3. A nurse is providing discharge instructions to a client with chronic obstructive pulmonary disease (COPD) who is prescribed home oxygen. Which of the following statements should the nurse make?
- A. Check your oxygen equipment daily for proper function.
- B. Increase the oxygen flow rate if you feel short of breath.
- C. Store your oxygen tanks lying flat on the floor.
- D. It is safe to smoke as long as you are more than 10 feet from the oxygen source.
Correct answer: A
Rationale: The correct statement for the nurse to make is to advise the client to check the oxygen equipment daily for proper function. This is crucial to ensure the client's home oxygen therapy is working effectively and safely. Choice B is incorrect because adjusting the oxygen flow rate without healthcare provider guidance can be dangerous. Choice C is incorrect as oxygen tanks should be stored upright, not lying flat. Choice D is incorrect and unsafe advice, as smoking near an oxygen source can lead to a fire hazard.
4. A nurse is caring for a client who is comatose and has advance directives that indicate the client does not want life-sustaining measures. The client's family wants the client to have life-sustaining measures. Which of the following actions should the nurse take?

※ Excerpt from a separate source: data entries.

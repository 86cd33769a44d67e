// SPDX-License-Identifier: MPL-2.0
//! UI newtypes.
//!
//! Type-safe wrappers for the viewer's tunables. Each one clamps on
//! construction so that a hand-edited config file can never put the viewer
//! into a nonsensical state.

use std::time::Duration;

// =============================================================================
// Bounds
// =============================================================================

/// Zoom factor bounds (1x to 8x).
pub mod zoom_bounds {
    /// Minimum factor. At 1x zooming has no visible effect.
    pub const MIN_FACTOR: f32 = 1.0;
    /// Maximum factor.
    pub const MAX_FACTOR: f32 = 8.0;
    /// Default factor.
    pub const DEFAULT_FACTOR: f32 = 2.0;
}

/// Swipe threshold bounds in logical pixels.
pub mod swipe_bounds {
    pub const MIN_PX: f32 = 10.0;
    pub const MAX_PX: f32 = 1000.0;
    pub const DEFAULT_PX: f32 = 100.0;
}

/// Timing bounds in milliseconds.
pub mod timing_bounds {
    /// Zoom hint visibility.
    pub const MIN_HINT_MS: u64 = 500;
    pub const MAX_HINT_MS: u64 = 10_000;
    pub const DEFAULT_HINT_MS: u64 = 2000;

    /// Wait before measuring drag bounds.
    pub const MIN_SETTLE_MS: u64 = 0;
    pub const MAX_SETTLE_MS: u64 = 500;
    pub const DEFAULT_SETTLE_MS: u64 = 50;

    /// Slide transition length.
    pub const MIN_TRANSITION_MS: u64 = 0;
    pub const MAX_TRANSITION_MS: u64 = 2000;
    pub const DEFAULT_TRANSITION_MS: u64 = 400;
}

/// Fraction of the viewport an unzoomed image may occupy.
pub mod fill_bounds {
    pub const MIN: f32 = 0.5;
    pub const MAX: f32 = 1.0;
    pub const DEFAULT: f32 = 0.9;
}

/// Gallery page size bounds.
pub mod page_bounds {
    pub const MIN: usize = 1;
    pub const MAX: usize = 200;
    pub const DEFAULT: usize = 10;
}

// =============================================================================
// ZoomFactor
// =============================================================================

/// Scale applied to the image while zoomed, guaranteed within 1x–8x.
#[derive(Debug, Clone, Copy, PartialEq)]
pub struct ZoomFactor(f32);

impl ZoomFactor {
    /// Creates a new factor, clamping the value to the valid range.
    /// Non-finite input falls back to the default.
    #[must_use]
    pub fn new(factor: f32) -> Self {
        if !factor.is_finite() {
            return Self::default();
        }
        Self(factor.clamp(zoom_bounds::MIN_FACTOR, zoom_bounds::MAX_FACTOR))
    }

    /// Returns the raw multiplier.
    #[must_use]
    pub fn value(self) -> f32 {
        self.0
    }

    /// Returns whether the factor is at the minimum value.
    #[must_use]
    pub fn is_min(self) -> bool {
        self.0 <= zoom_bounds::MIN_FACTOR
    }

    /// Returns whether the factor is at the maximum value.
    #[must_use]
    pub fn is_max(self) -> bool {
        self.0 >= zoom_bounds::MAX_FACTOR
    }
}

impl Default for ZoomFactor {
    fn default() -> Self {
        Self(zoom_bounds::DEFAULT_FACTOR)
    }
}

// =============================================================================
// SwipeThreshold
// =============================================================================

/// Minimum horizontal travel for a release to count as a swipe.
#[derive(Debug, Clone, Copy, PartialEq)]
pub struct SwipeThreshold(f32);

impl SwipeThreshold {
    /// Creates a new threshold, clamping the value to the valid range.
    #[must_use]
    pub fn new(px: f32) -> Self {
        if !px.is_finite() {
            return Self::default();
        }
        Self(px.clamp(swipe_bounds::MIN_PX, swipe_bounds::MAX_PX))
    }

    /// Returns the threshold in logical pixels.
    #[must_use]
    pub fn value(self) -> f32 {
        self.0
    }

    /// Returns whether a horizontal travel of `dx` exceeds the threshold.
    #[must_use]
    pub fn is_exceeded_by(self, dx: f32) -> bool {
        dx.abs() > self.0
    }
}

impl Default for SwipeThreshold {
    fn default() -> Self {
        Self(swipe_bounds::DEFAULT_PX)
    }
}

// =============================================================================
// HintDuration
// =============================================================================

/// How long the zoom hint stays visible.
#[derive(Debug, Clone, Copy, PartialEq, Eq)]
pub struct HintDuration(u64);

impl HintDuration {
    /// Creates a new duration, clamping the value to the valid range.
    #[must_use]
    pub fn new(millis: u64) -> Self {
        Self(millis.clamp(timing_bounds::MIN_HINT_MS, timing_bounds::MAX_HINT_MS))
    }

    /// Returns the duration in milliseconds.
    #[must_use]
    pub fn millis(self) -> u64 {
        self.0
    }

    /// Returns the duration as a [`Duration`].
    #[must_use]
    pub fn as_duration(self) -> Duration {
        Duration::from_millis(self.0)
    }
}

impl Default for HintDuration {
    fn default() -> Self {
        Self(timing_bounds::DEFAULT_HINT_MS)
    }
}

// =============================================================================
// SettleDelay
// =============================================================================

/// Delay before drag bounds are measured after the layout changed.
#[derive(Debug, Clone, Copy, PartialEq, Eq)]
pub struct SettleDelay(u64);

impl SettleDelay {
    /// Creates a new delay, clamping the value to the valid range.
    #[must_use]
    pub fn new(millis: u64) -> Self {
        Self(millis.clamp(timing_bounds::MIN_SETTLE_MS, timing_bounds::MAX_SETTLE_MS))
    }

    #[must_use]
    pub fn millis(self) -> u64 {
        self.0
    }

    #[must_use]
    pub fn as_duration(self) -> Duration {
        Duration::from_millis(self.0)
    }
}

impl Default for SettleDelay {
    fn default() -> Self {
        Self(timing_bounds::DEFAULT_SETTLE_MS)
    }
}

// =============================================================================
// TransitionDuration
// =============================================================================

/// Length of the slide enter/exit animation. Zero disables animation.
#[derive(Debug, Clone, Copy, PartialEq, Eq)]
pub struct TransitionDuration(u64);

impl TransitionDuration {
    /// Creates a new duration, clamping the value to the valid range.
    #[must_use]
    pub fn new(millis: u64) -> Self {
        Self(millis.clamp(
            timing_bounds::MIN_TRANSITION_MS,
            timing_bounds::MAX_TRANSITION_MS,
        ))
    }

    #[must_use]
    pub fn millis(self) -> u64 {
        self.0
    }

    #[must_use]
    pub fn as_duration(self) -> Duration {
        Duration::from_millis(self.0)
    }

    /// Returns whether transitions complete instantly.
    #[must_use]
    pub fn is_instant(self) -> bool {
        self.0 == 0
    }
}

impl Default for TransitionDuration {
    fn default() -> Self {
        Self(timing_bounds::DEFAULT_TRANSITION_MS)
    }
}

// =============================================================================
// ViewportFill
// =============================================================================

/// Share of the viewport an unzoomed image is fitted into.
#[derive(Debug, Clone, Copy, PartialEq)]
pub struct ViewportFill(f32);

impl ViewportFill {
    /// Creates a new fill fraction, clamping the value to the valid range.
    #[must_use]
    pub fn new(fraction: f32) -> Self {
        if !fraction.is_finite() {
            return Self::default();
        }
        Self(fraction.clamp(fill_bounds::MIN, fill_bounds::MAX))
    }

    #[must_use]
    pub fn value(self) -> f32 {
        self.0
    }
}

impl Default for ViewportFill {
    fn default() -> Self {
        Self(fill_bounds::DEFAULT)
    }
}

// =============================================================================
// PageSize
// =============================================================================

/// Number of items requested from a gallery source per page.
#[derive(Debug, Clone, Copy, PartialEq, Eq)]
pub struct PageSize(usize);

impl PageSize {
    /// Creates a new page size, clamping the value to the valid range.
    #[must_use]
    pub fn new(items: usize) -> Self {
        Self(items.clamp(page_bounds::MIN, page_bounds::MAX))
    }

    #[must_use]
    pub fn value(self) -> usize {
        self.0
    }
}

impl Default for PageSize {
    fn default() -> Self {
        Self(page_bounds::DEFAULT)
    }
}

#[cfg(test)]
mod tests {
    use super::*;
    use crate::test_utils::assert_abs_diff_eq;

    #[test]
    fn zoom_factor_clamps() {
        assert_abs_diff_eq!(ZoomFactor::new(0.5).value(), 1.0);
        assert_abs_diff_eq!(ZoomFactor::new(20.0).value(), 8.0);
        assert_abs_diff_eq!(ZoomFactor::new(3.0).value(), 3.0);
    }

    #[test]
    fn zoom_factor_non_finite_uses_default() {
        assert_eq!(ZoomFactor::new(f32::NAN), ZoomFactor::default());
        assert_eq!(ZoomFactor::new(f32::INFINITY), ZoomFactor::default());
    }

    #[test]
    fn zoom_factor_default_is_double() {
        assert_abs_diff_eq!(ZoomFactor::default().value(), 2.0);
        assert!(!ZoomFactor::default().is_min());
        assert!(ZoomFactor::new(1.0).is_min());
        assert!(ZoomFactor::new(8.0).is_max());
    }

    #[test]
    fn swipe_threshold_is_strict() {
        let threshold = SwipeThreshold::default();
        assert!(!threshold.is_exceeded_by(100.0));
        assert!(threshold.is_exceeded_by(101.0));
        assert!(threshold.is_exceeded_by(-150.0));
    }

    #[test]
    fn swipe_threshold_clamps() {
        assert_abs_diff_eq!(SwipeThreshold::new(1.0).value(), 10.0);
        assert_abs_diff_eq!(SwipeThreshold::new(5000.0).value(), 1000.0);
    }

    #[test]
    fn hint_duration_clamps_and_converts() {
        assert_eq!(HintDuration::new(10).millis(), 500);
        assert_eq!(HintDuration::new(60_000).millis(), 10_000);
        assert_eq!(HintDuration::default().as_duration(), Duration::from_secs(2));
    }

    #[test]
    fn settle_delay_default() {
        assert_eq!(SettleDelay::default().as_duration(), Duration::from_millis(50));
        assert_eq!(SettleDelay::new(9999).millis(), 500);
    }

    #[test]
    fn transition_duration_instant() {
        assert!(TransitionDuration::new(0).is_instant());
        assert!(!TransitionDuration::default().is_instant());
        assert_eq!(TransitionDuration::new(5000).millis(), 2000);
    }

    #[test]
    fn viewport_fill_clamps() {
        assert_abs_diff_eq!(ViewportFill::default().value(), 0.9);
        assert_abs_diff_eq!(ViewportFill::new(0.1).value(), 0.5);
        assert_abs_diff_eq!(ViewportFill::new(2.0).value(), 1.0);
    }

    #[test]
    fn page_size_clamps() {
        assert_eq!(PageSize::new(0).value(), 1);
        assert_eq!(PageSize::new(1000).value(), 200);
        assert_eq!(PageSize::default().value(), 10);
    }
}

- A. Arrange for an ethics committee meeting to address the family's concerns
- B. Support the family's decision and initiate life-sustaining measures
- C. Complete an incident report
- D. Encourage the family to contact an attorney
Correct answer: A
Rationale: In this scenario, the nurse should arrange for an ethics committee meeting to address the family's concerns while ensuring the client's wishes are respected. Choosing option A allows for a formal discussion involving healthcare professionals, family members, and possibly a legal expert to navigate the situation ethically and legally. Supporting the family's decision to initiate life-sustaining measures (option B) would disregard the client's advance directives and autonomy. Completing an incident report (option C) is not appropriate in this situation as it does not address the conflict of interest between the family's desires and the client's wishes. Encouraging the family to contact an attorney (option D) may escalate the situation unnecessarily before exploring more ethical and collaborative approaches.

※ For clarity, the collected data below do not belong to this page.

// SPDX-License-Identifier: MPL-2.0
//! Container styles.

use crate::ui::design_tokens::{opacity, palette, radius};
use iced::widget::container;
use iced::{Background, Border, Color, Theme};

/// Dark surface behind the viewer's slides.
#[must_use]
pub fn backdrop(_theme: &Theme) -> container::Style {
    container::Style {
        background: Some(Background::Color(Color {
            a: opacity::BACKDROP,
            ..palette::BLACK
        })),
        ..Default::default()
    }
}

/// Panel derived from the theme background, used for grid status messages.
pub fn panel(theme: &Theme) -> container::Style {
    let base = theme.extended_palette().background.weak.color;

    container::Style {
        background: Some(Background::Color(base)),
        border: Border {
            radius: radius::LG.into(),
            ..Default::default()
        },
        ..Default::default()
    }
}

/// Error banner of the gallery grid.
#[must_use]
pub fn error_banner(_theme: &Theme) -> container::Style {
    container::Style {
        background: Some(Background::Color(Color {
            a: opacity::OVERLAY_SUBTLE,
            ..palette::ERROR_500
        })),
        text_color: Some(palette::ERROR_500),
        border: Border {
            color: palette::ERROR_500,
            width: 1.0,
            radius: radius::SM.into(),
        },
        ..Default::default()
    }
}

5. A nurse is planning care for a client with thrombocytopenia. Which of the following actions should the nurse include?
- A. Encourage the client to floss daily.

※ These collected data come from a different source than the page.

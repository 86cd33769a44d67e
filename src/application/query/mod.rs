// SPDX-License-Identifier: MPL-2.0
//! Query services (CQRS read-side).
//!
//! - [`gallery`]: Paged gallery accumulation (`GalleryCollection`)

pub mod gallery;

// Re-export main types
pub use gallery::{GalleryCollection, PageRequest};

- B. Remove fresh flowers from the client's room.
- C. Provide the client with a stool softener.
- D. Avoid serving raw vegetables.
Correct answer: C
Rationale: The correct answer is C: Provide the client with a stool softener. Thrombocytopenia is a condition characterized by a low platelet count, which can lead to an increased risk of bleeding. Providing the client with a stool softener is essential to prevent straining during bowel movements, which could result in bleeding for clients with thrombocytopenia. Encouraging the client to floss daily (choice A) is unrelated to the management of thrombocytopenia. Removing fresh flowers (choice B) is more relevant for clients with a compromised immune system. Avoiding serving raw vegetables (choice D) is important for clients with compromised immune systems to prevent foodborne illnesses, but it is not directly related to thrombocytopenia.